Sí, porque el mundo de 2022 está a años luz del de 2002: las democracias tambalean y las autocracias patean, la globalización retrocede y el soberanismo asoma, el individuo es tabú y el colectivismo golpea a la puerta. Huérfano del viento de cola económico que lo impulsó la primera vez, ¿no será tentado por la nostalgia barricadera, por cuando rendía homenaje a Fidel Castro y arengaba el Foro de San Pablo? El mundo está lleno de conversos arrepentidos, de gente feliz de escupir el sapo demoliberal que se tragó a su pesar cuando cayó el Muro. Quiero tener confianza: creo en su racionalidad, espero su flexibilidad, apuesto a su moderación. Pero me preocupa que se diga “resucitado”, que hable como profeta, que rinda gracias a Dios como si fuera su enviado. ¿Lo imita a Bolsonaro? Más: no recuerdo autocríticas del PT. Lo veo, en cambio, empático con Rusia y taciturno con Irán, golpeando los tambores contra “el Imperio” y tocando los violines a los populismos más impresentables. ¿Qué tiene en mente?
Esperanzas y temores, en síntesis.
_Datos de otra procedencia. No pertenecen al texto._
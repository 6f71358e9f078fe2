// src/dag/state_manager.rs

//! Per-run state transitions for stages in the scheduler.

use std::collections::HashMap;

use tracing::{debug, warn};

use crate::dag::stage_info::{RunState, StageInfo};
use crate::dag::DependencyGraph;
use crate::types::StageName;

/// Manages per-run state transitions for stages.
pub struct StateManager<'a> {
    graph: &'a DependencyGraph,
    stages: &'a mut HashMap<StageName, StageInfo>,
}

impl<'a> StateManager<'a> {
    pub fn new(graph: &'a DependencyGraph, stages: &'a mut HashMap<StageName, StageInfo>) -> Self {
        Self { graph, stages }
    }

    /// Mark every still-pending stage downstream of `failed` as `Skipped`.
    ///
    /// Returns the newly skipped stages (excluding `failed` itself).
    pub fn mark_dependents_skipped(&mut self, failed: &str) -> Vec<StageName> {
        let mut stack: Vec<StageName> = self.graph.dependents_of(failed).to_vec();
        let mut newly_skipped = Vec::new();

        while let Some(name) = stack.pop() {
            if let Some(info) = self.stages.get_mut(&name) {
                match info.run_state {
                    Some(RunState::Pending) => {
                        info.run_state = Some(RunState::Skipped);
                        debug!(stage = %info.name, "skipping stage due to upstream failure");
                        newly_skipped.push(info.name.clone());
                        stack.extend(self.graph.dependents_of(&name).iter().cloned());
                    }
                    Some(RunState::Running) => {
                        // Cannot happen: a running stage's upstreams all succeeded.
                        warn!(stage = %info.name, "running stage downstream of a failure");
                    }
                    _ => {}
                }
            }
        }

        self.sort_topologically(&mut newly_skipped);
        newly_skipped
    }

    /// Mark every pending stage as `Skipped`.
    pub fn skip_all_pending(&mut self) -> Vec<StageName> {
        let mut skipped = Vec::new();
        for info in self.stages.values_mut() {
            if info.run_state == Some(RunState::Pending) {
                info.run_state = Some(RunState::Skipped);
                skipped.push(info.name.clone());
            }
        }
        self.sort_topologically(&mut skipped);
        skipped
    }

    /// Collect up to `limit` pending stages whose upstreams have all
    /// succeeded, mark them `Running`, and return them in topological order.
    pub fn collect_new_ready(&mut self, limit: usize) -> Vec<StageName> {
        if limit == 0 {
            return Vec::new();
        }

        // Decide first, then mutate to avoid borrowing issues.
        let mut candidates: Vec<(usize, StageName)> = self
            .stages
            .values()
            .filter(|info| {
                matches!(info.run_state, Some(RunState::Pending)) && self.deps_satisfied_for(info)
            })
            .map(|info| (info.topo_index, info.name.clone()))
            .collect();
        candidates.sort();
        candidates.truncate(limit);

        let mut ready = Vec::with_capacity(candidates.len());
        for (_, name) in candidates {
            if let Some(info) = self.stages.get_mut(&name) {
                debug!(stage = %info.name, "upstream resolved; marking Running");
                info.run_state = Some(RunState::Running);
                ready.push(name);
            }
        }
        ready
    }

    /// Upstream stages outside the run count as satisfied; inside the run
    /// they must have succeeded.
    pub fn deps_satisfied_for(&self, info: &StageInfo) -> bool {
        info.deps.iter().all(|dep| match self.stages.get(dep) {
            Some(dep) => match dep.run_state {
                None => true,
                Some(state) => state.is_success(),
            },
            None => {
                warn!(stage = %info.name, dep = %dep, "dependency missing from stages map");
                false
            }
        })
    }

    fn sort_topologically(&self, names: &mut [StageName]) {
        names.sort_by_key(|name| self.stages.get(name).map_or(usize::MAX, |info| info.topo_index));
    }
}
// src/exec/shell.rs

//! Runs stage commands through the platform shell.

use std::process::Stdio;

use anyhow::Context;
use tokio::io::{AsyncBufReadExt, AsyncRead, BufReader};
use tokio::process::Command;
use tracing::{debug, info};

use crate::errors::Result;
use crate::exec::backend::{ExecutorBackend, StageFuture, StageJob};
use crate::types::{StageName, StageOutcome};

/// Production backend: `sh -c <cmd>` (or `cmd /C` on Windows) in the
/// pipeline root.
///
/// Children are spawned with `kill_on_drop`, so dropping the reproducer
/// future (e.g. on Ctrl-C) stops them.
#[derive(Debug, Clone, Copy, Default)]
pub struct ShellExecutor;

impl ShellExecutor {
    pub fn new() -> Self {
        Self
    }
}

impl ExecutorBackend for ShellExecutor {
    fn run_stage(&self, job: StageJob) -> StageFuture {
        Box::pin(run_shell(job))
    }
}

async fn run_shell(job: StageJob) -> Result<StageOutcome> {
    info!(stage = %job.stage, cmd = %job.cmd, "starting stage process");

    // Build a shell command appropriate for the platform.
    let mut cmd = if cfg!(windows) {
        let mut c = Command::new("cmd");
        c.arg("/C").arg(&job.cmd);
        c
    } else {
        let mut c = Command::new("sh");
        c.arg("-c").arg(&job.cmd);
        c
    };

    cmd.current_dir(&job.workdir)
        .stdin(Stdio::null())
        .stdout(Stdio::piped())
        .stderr(Stdio::piped())
        .kill_on_drop(true);

    let mut child = cmd
        .spawn()
        .with_context(|| format!("spawning process for stage '{}'", job.stage))?;

    // Always consume both pipes so buffers don't fill; log at debug.
    if let Some(stdout) = child.stdout.take() {
        forward_lines(job.stage.clone(), "stdout", stdout);
    }
    if let Some(stderr) = child.stderr.take() {
        forward_lines(job.stage.clone(), "stderr", stderr);
    }

    let status = child
        .wait()
        .await
        .with_context(|| format!("waiting for process of stage '{}'", job.stage))?;

    let code = status.code().unwrap_or(-1);
    info!(
        stage = %job.stage,
        exit_code = code,
        success = status.success(),
        "stage process exited"
    );

    Ok(if status.success() {
        StageOutcome::Success
    } else {
        StageOutcome::Failed(code)
    })
}

fn forward_lines<R>(stage: StageName, stream: &'static str, reader: R)
where
    R: AsyncRead + Unpin + Send + 'static,
{
    tokio::spawn(async move {
        let mut lines = BufReader::new(reader).lines();
        while let Ok(Some(line)) = lines.next_line().await {
            debug!(stage = %stage, stream, "{}", line);
        }
    });
}

#[cfg(test)]
mod tests {
    use super::*;

    #[cfg(unix)]
    #[tokio::test]
    async fn reports_exit_code_of_failing_command() {
        let dir = tempfile::tempdir().unwrap();
        let job = StageJob {
            stage: "fail".into(),
            cmd: "exit 3".into(),
            workdir: dir.path().to_path_buf(),
        };
        let outcome = ShellExecutor::new().run_stage(job).await.unwrap();
        assert_eq!(outcome, StageOutcome::Failed(3));
    }

    #[cfg(unix)]
    #[tokio::test]
    async fn runs_in_the_given_workdir() {
        let dir = tempfile::tempdir().unwrap();
        let job = StageJob {
            stage: "touch".into(),
            cmd: "echo hi > out.txt".into(),
            workdir: dir.path().to_path_buf(),
        };
        let outcome = ShellExecutor::new().run_stage(job).await.unwrap();
        assert_eq!(outcome, StageOutcome::Success);
        assert!(dir.path().join("out.txt").exists());
    }
}
pub mod builders;
pub mod fake_executor;

use std::future::Future;
use std::path::Path;
use std::sync::Once;
use std::time::Duration;
use tracing_subscriber::{fmt, EnvFilter};

pub use builders::{OutConfigBuilder, PipelineFileBuilder, StageConfigBuilder};
pub use fake_executor::FakeExecutor;

static INIT: Once = Once::new();

/// Install a test-writer subscriber once per test binary.
///
/// Output is captured by the harness and shown only for failing tests
/// (or with `--nocapture`). The filter comes from `RUST_LOG`, e.g.
/// `RUST_LOG=reprodag::repro=debug`, and defaults to `info`.
pub fn init_tracing() {
    INIT.call_once(|| {
        let filter =
            EnvFilter::try_from_default_env().unwrap_or_else(|_| EnvFilter::new("info"));

        fmt()
            .with_env_filter(filter)
            .with_test_writer()
            .with_target(true)
            .init();
    });
}

/// Upper bound for a single pipeline run in tests.
pub const RUN_TIMEOUT: Duration = Duration::from_secs(10);

/// Await `f`, panicking if it outlives [`RUN_TIMEOUT`].
pub async fn with_timeout<F, T>(f: F) -> T
where
    F: Future<Output = T>,
{
    match tokio::time::timeout(RUN_TIMEOUT, f).await {
        Ok(value) => value,
        Err(_) => panic!("run did not finish within {RUN_TIMEOUT:?}"),
    }
}

/// Write `contents` to `root/rel`, creating parent directories.
pub fn write_file(root: &Path, rel: &str, contents: &str) {
    let path = root.join(rel);
    if let Some(parent) = path.parent() {
        std::fs::create_dir_all(parent).unwrap();
    }
    std::fs::write(path, contents).unwrap();
}

/// Read `root/rel` as a string.
pub fn read_file(root: &Path, rel: &str) -> String {
    std::fs::read_to_string(root.join(rel)).unwrap()
}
Quizá excesivos: aunque esté tan polarizado y sumido en el rencor, Brasil siempre ha estado demasiado fragmentado para sucumbir a la violencia política, demasiado institucionalizado para caer en la anarquía. Confío, por lo tanto, en que Bolsonaro dejará el Planalto sin atentar contra el Estado de Derecho. Y excluyo que Lula sueñe con hacerlo. De los humos de la batalla surgirán entonces los lastres de siempre, aquellos que clavan al suelo al país cada vez que parece despegar: el transformismo y el mesianismo. Cruz y delicia, el transformismo es a la vez el antídoto que lo inmuniza contra la guerra civil y la compulsión atávica de sacrificar el interés general al chantaje corporativo, el futuro al presente. En términos concretos, es el crónico y opaco do ut des entre partidos grandes y partidos pequeños, gobierno federal y gobiernos estatales, ejecutivo y empresas, legislativo y sindicatos, y así sucesivamente. Nada paraliza más las reformas que el país necesita desde tiempos inmemoriales de este polvillo de intereses tribales, cada uno con su “pueblo”, su fe, su poder de veto. El mesianismo parecería lo opuesto pero en realidad es su complemento: de Canudos a la Acción Integralista, de las Comunidades de Base a los Pentecostales, a los desconcertantes minuetos de Bolsonaro y Lula sobre el diablo; donde la religión alimenta la guerra política, la política se convierte en guerra de religión. En eso está Brasil. La identidad prevalece entonces sobre la racionalidad, la pertenencia sobre la eficiencia, el dogma sobre la dialéctica. Si algo une a Latinoamérica, es esto. Quién sabe, entonces, que agotados por tantas cruzadas estériles, los brasileños no redescubran las virtudes del reformismo y de la laicidad, un plato que disfrutaron en su momento y ahora ha desaparecido de su menú.